Exercise aim:
Using the records below, filter out every line that lacks "struct" and copy the rest.

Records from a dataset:
-=-=-

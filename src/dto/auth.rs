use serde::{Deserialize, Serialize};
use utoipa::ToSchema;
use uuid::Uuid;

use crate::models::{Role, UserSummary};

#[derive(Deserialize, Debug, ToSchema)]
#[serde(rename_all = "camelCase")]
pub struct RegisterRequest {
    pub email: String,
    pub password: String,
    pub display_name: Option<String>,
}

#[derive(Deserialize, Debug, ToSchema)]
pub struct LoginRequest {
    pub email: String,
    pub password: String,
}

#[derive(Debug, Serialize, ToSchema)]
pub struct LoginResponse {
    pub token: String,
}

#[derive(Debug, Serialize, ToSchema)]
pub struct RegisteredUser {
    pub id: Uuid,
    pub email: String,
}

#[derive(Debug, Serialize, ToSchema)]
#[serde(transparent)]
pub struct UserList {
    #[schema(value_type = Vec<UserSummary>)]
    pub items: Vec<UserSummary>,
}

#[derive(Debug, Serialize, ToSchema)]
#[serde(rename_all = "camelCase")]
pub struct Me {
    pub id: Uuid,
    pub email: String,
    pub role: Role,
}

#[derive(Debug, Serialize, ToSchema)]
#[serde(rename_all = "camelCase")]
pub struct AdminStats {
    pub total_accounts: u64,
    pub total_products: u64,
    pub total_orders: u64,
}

-=-=-

Task output:
pub struct RegisterRequest {
pub struct LoginRequest {
pub struct LoginResponse {
pub struct RegisteredUser {
pub struct UserList {
pub struct Me {
pub struct AdminStats {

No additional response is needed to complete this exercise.